### EXERCISE:
Where the records below show the word "tests" in a line, please copy that line.

### ENTRIES SUPPLIED:
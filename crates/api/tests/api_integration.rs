//! API integration tests.
//!
//! These tests drive the full router, auth middleware included, against
//! in-memory backends.

#![allow(clippy::unwrap_used, clippy::expect_used)]

use std::sync::Arc;

use axum::{
    Router,
    body::Body,
    http::{Request, StatusCode},
};
use coterie_api::{
    middleware::{AppState, auth_middleware},
    router as api_router,
};
use coterie_core::{AuditRecorder, AuthorizationService, CascadeExecutor, UserDeletionService};
use coterie_store::{Fields, MemoryIdentityProvider, MemoryStore, collections};
use serde_json::{Value, json};
use tower::ServiceExt;

fn fields(value: Value) -> Fields {
    match value {
        Value::Object(map) => map,
        _ => panic!("expected object"),
    }
}

/// Create the app over in-memory backends, returning handles for seeding.
fn create_test_app() -> (Router, Arc<MemoryStore>, Arc<MemoryIdentityProvider>) {
    let store = Arc::new(MemoryStore::new());
    let identity = Arc::new(MemoryIdentityProvider::new());

    let state = AppState {
        deletion_service: UserDeletionService::new(
            AuthorizationService::new(store.clone()),
            CascadeExecutor::new(store.clone(), identity.clone()),
            AuditRecorder::new(store.clone()),
        ),
        authorization_service: AuthorizationService::new(store.clone()),
        audit_recorder: AuditRecorder::new(store.clone()),
        identity: identity.clone(),
    };

    let app = Router::new()
        .nest("/api", api_router())
        .layer(axum::middleware::from_fn_with_state(
            state.clone(),
            auth_middleware,
        ))
        .with_state(state);

    (app, store, identity)
}

async fn seed_user(store: &MemoryStore, id: &str, is_admin: bool) {
    store
        .insert(
            collections::USERS,
            id,
            fields(json!({"email": format!("{id}@example.com"), "isAdmin": is_admin})),
        )
        .await;
}

/// Seed an admin and a deletable target, returning their bearer tokens.
async fn seed_admin_and_target(
    store: &MemoryStore,
    identity: &MemoryIdentityProvider,
) -> (String, String) {
    seed_user(store, "admin-1", true).await;
    seed_user(store, "u1", false).await;
    identity.register("admin-1").await;
    identity.register("u1").await;
    let admin_token = identity.issue_token("admin-1").await;
    let user_token = identity.issue_token("u1").await;
    (admin_token, user_token)
}

fn post_json(uri: &str, token: Option<&str>, body: &str) -> Request<Body> {
    let mut builder = Request::builder()
        .uri(uri)
        .method("POST")
        .header("Content-Type", "application/json");
    if let Some(token) = token {
        builder = builder.header("Authorization", format!("Bearer {token}"));
    }
    builder.body(Body::from(body.to_string())).unwrap()
}

async fn json_body(response: axum::response::Response) -> Value {
    let bytes = axum::body::to_bytes(response.into_body(), usize::MAX)
        .await
        .unwrap();
    serde_json::from_slice(&bytes).unwrap()
}

#[tokio::test]
async fn test_delete_without_token_returns_unauthenticated() {
    let (app, store, identity) = create_test_app();
    seed_admin_and_target(&store, &identity).await;

    let response = app
        .oneshot(post_json(
            "/api/admin/users/delete",
            None,
            r#"{"userId":"u1"}"#,
        ))
        .await
        .unwrap();

    assert_eq!(response.status(), StatusCode::UNAUTHORIZED);
    let body = json_body(response).await;
    assert_eq!(body["error"]["code"], "UNAUTHENTICATED");
    assert_eq!(body["error"]["message"], "User must be authenticated.");
    assert!(store.get(collections::USERS, "u1").await.unwrap().is_some());
}

#[tokio::test]
async fn test_delete_with_non_admin_token_returns_forbidden() {
    let (app, store, identity) = create_test_app();
    let (_admin_token, user_token) = seed_admin_and_target(&store, &identity).await;

    let response = app
        .oneshot(post_json(
            "/api/admin/users/delete",
            Some(&user_token),
            r#"{"userId":"admin-1"}"#,
        ))
        .await
        .unwrap();

    assert_eq!(response.status(), StatusCode::FORBIDDEN);
    let body = json_body(response).await;
    assert_eq!(body["error"]["code"], "PERMISSION_DENIED");
    assert_eq!(body["error"]["message"], "Only admins can delete users.");
    assert!(
        store
            .get(collections::USERS, "admin-1")
            .await
            .unwrap()
            .is_some()
    );
}

#[tokio::test]
async fn test_delete_with_missing_user_id_returns_bad_request() {
    let (app, store, identity) = create_test_app();
    let (admin_token, _) = seed_admin_and_target(&store, &identity).await;

    let response = app
        .oneshot(post_json("/api/admin/users/delete", Some(&admin_token), "{}"))
        .await
        .unwrap();

    assert_eq!(response.status(), StatusCode::BAD_REQUEST);
    let body = json_body(response).await;
    assert_eq!(body["error"]["code"], "INVALID_ARGUMENT");
}

#[tokio::test]
async fn test_delete_with_blank_user_id_returns_bad_request() {
    let (app, store, identity) = create_test_app();
    let (admin_token, _) = seed_admin_and_target(&store, &identity).await;

    let response = app
        .oneshot(post_json(
            "/api/admin/users/delete",
            Some(&admin_token),
            r#"{"userId":""}"#,
        ))
        .await
        .unwrap();

    assert_eq!(response.status(), StatusCode::BAD_REQUEST);
    let body = json_body(response).await;
    assert_eq!(body["error"]["code"], "INVALID_ARGUMENT");
    assert!(
        body["error"]["message"]
            .as_str()
            .unwrap()
            .contains("userId is required.")
    );
}

#[tokio::test]
async fn test_delete_with_unknown_fields_returns_bad_request() {
    let (app, store, identity) = create_test_app();
    let (admin_token, _) = seed_admin_and_target(&store, &identity).await;

    let response = app
        .oneshot(post_json(
            "/api/admin/users/delete",
            Some(&admin_token),
            r#"{"userId":"u1","force":true}"#,
        ))
        .await
        .unwrap();

    assert_eq!(response.status(), StatusCode::BAD_REQUEST);
    assert!(store.get(collections::USERS, "u1").await.unwrap().is_some());
}

#[tokio::test]
async fn test_delete_with_invalid_json_returns_client_error() {
    let (app, store, identity) = create_test_app();
    let (admin_token, _) = seed_admin_and_target(&store, &identity).await;

    let response = app
        .oneshot(post_json(
            "/api/admin/users/delete",
            Some(&admin_token),
            "not json",
        ))
        .await
        .unwrap();

    assert!(
        response.status() == StatusCode::BAD_REQUEST
            || response.status() == StatusCode::UNPROCESSABLE_ENTITY
    );
    assert!(store.get(collections::USERS, "u1").await.unwrap().is_some());
}

#[tokio::test]
async fn test_delete_unknown_target_returns_not_found() {
    let (app, store, identity) = create_test_app();
    let (admin_token, _) = seed_admin_and_target(&store, &identity).await;

    let response = app
        .oneshot(post_json(
            "/api/admin/users/delete",
            Some(&admin_token),
            r#"{"userId":"ghost"}"#,
        ))
        .await
        .unwrap();

    assert_eq!(response.status(), StatusCode::NOT_FOUND);
    let body = json_body(response).await;
    assert_eq!(body["error"]["code"], "NOT_FOUND");
    assert_eq!(body["error"]["message"], "User not found.");
    assert_eq!(store.count(collections::ADMIN_LOGS).await, 0);
}

#[tokio::test]
async fn test_delete_user_cascades_and_audits() {
    let (app, store, identity) = create_test_app();
    let (admin_token, _) = seed_admin_and_target(&store, &identity).await;
    store
        .insert(collections::POSTS, "p1", fields(json!({"userId": "u1"})))
        .await;
    store
        .insert(collections::POSTS, "p2", fields(json!({"userId": "u1"})))
        .await;
    store
        .insert(collections::LIKES, "l1", fields(json!({"userId": "u1"})))
        .await;
    store
        .insert(
            collections::GROUPS,
            "g1",
            fields(json!({"members": ["u1", "u2"]})),
        )
        .await;

    let response = app
        .clone()
        .oneshot(post_json(
            "/api/admin/users/delete",
            Some(&admin_token),
            r#"{"userId":"u1"}"#,
        ))
        .await
        .unwrap();

    assert_eq!(response.status(), StatusCode::OK);
    let body = json_body(response).await;
    assert_eq!(body["success"], json!(true));
    assert_eq!(
        body["message"],
        "User and all related data deleted successfully"
    );

    assert!(store.get(collections::USERS, "u1").await.unwrap().is_none());
    assert_eq!(store.count(collections::POSTS).await, 0);
    assert_eq!(store.count(collections::LIKES).await, 0);
    let g1 = store.get(collections::GROUPS, "g1").await.unwrap().unwrap();
    assert_eq!(g1.fields.get("members"), Some(&json!(["u2"])));
    assert!(!identity.contains("u1").await);
    assert_eq!(store.count(collections::ADMIN_LOGS).await, 1);

    // A second delete finds nothing and records nothing.
    let response = app
        .oneshot(post_json(
            "/api/admin/users/delete",
            Some(&admin_token),
            r#"{"userId":"u1"}"#,
        ))
        .await
        .unwrap();
    assert_eq!(response.status(), StatusCode::NOT_FOUND);
    assert_eq!(store.count(collections::ADMIN_LOGS).await, 1);
}

#[tokio::test]
async fn test_logs_list_requires_admin() {
    let (app, store, identity) = create_test_app();
    let (_admin_token, user_token) = seed_admin_and_target(&store, &identity).await;

    let response = app
        .clone()
        .oneshot(post_json("/api/admin/logs/list", None, "{}"))
        .await
        .unwrap();
    assert_eq!(response.status(), StatusCode::UNAUTHORIZED);

    let response = app
        .oneshot(post_json("/api/admin/logs/list", Some(&user_token), "{}"))
        .await
        .unwrap();
    assert_eq!(response.status(), StatusCode::FORBIDDEN);
}

#[tokio::test]
async fn test_logs_list_returns_recorded_deletions() {
    let (app, store, identity) = create_test_app();
    let (admin_token, _) = seed_admin_and_target(&store, &identity).await;
    store
        .insert(collections::POSTS, "p1", fields(json!({"userId": "u1"})))
        .await;

    let response = app
        .clone()
        .oneshot(post_json(
            "/api/admin/users/delete",
            Some(&admin_token),
            r#"{"userId":"u1"}"#,
        ))
        .await
        .unwrap();
    assert_eq!(response.status(), StatusCode::OK);

    let response = app
        .oneshot(post_json(
            "/api/admin/logs/list",
            Some(&admin_token),
            r#"{"limit": 5}"#,
        ))
        .await
        .unwrap();
    assert_eq!(response.status(), StatusCode::OK);

    let body = json_body(response).await;
    let logs = body.as_array().unwrap();
    assert_eq!(logs.len(), 1);
    assert_eq!(logs[0]["action"], "deleteUser");
    assert_eq!(logs[0]["adminUid"], "admin-1");
    assert_eq!(logs[0]["adminEmail"], "admin-1@example.com");
    assert_eq!(logs[0]["targetUserId"], "u1");
    assert_eq!(logs[0]["targetUserEmail"], "u1@example.com");
    assert_eq!(logs[0]["details"]["postsDeleted"], json!(1));
    assert!(logs[0]["createdAt"].is_string());
}

#[tokio::test]
async fn test_meta_endpoint_is_public() {
    let (app, _store, _identity) = create_test_app();

    let response = app
        .oneshot(
            Request::builder()
                .uri("/api/meta")
                .method("GET")
                .body(Body::empty())
                .unwrap(),
        )
        .await
        .unwrap();

    assert_eq!(response.status(), StatusCode::OK);
    let body = json_body(response).await;
    assert_eq!(body["name"], "coterie-admin");
    assert!(body["version"].is_string());
}

#[tokio::test]
async fn test_unknown_endpoint_returns_404() {
    let (app, _store, _identity) = create_test_app();

    let response = app
        .oneshot(
            Request::builder()
                .uri("/api/nonexistent/endpoint")
                .method("GET")
                .body(Body::empty())
                .unwrap(),
        )
        .await
        .unwrap();

    assert_eq!(response.status(), StatusCode::NOT_FOUND);
}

### PROBLEM SOLUTION:
filename crates/api/tests/api_integration.rs
//! API integration tests.
//! These tests drive the full router, auth middleware included, against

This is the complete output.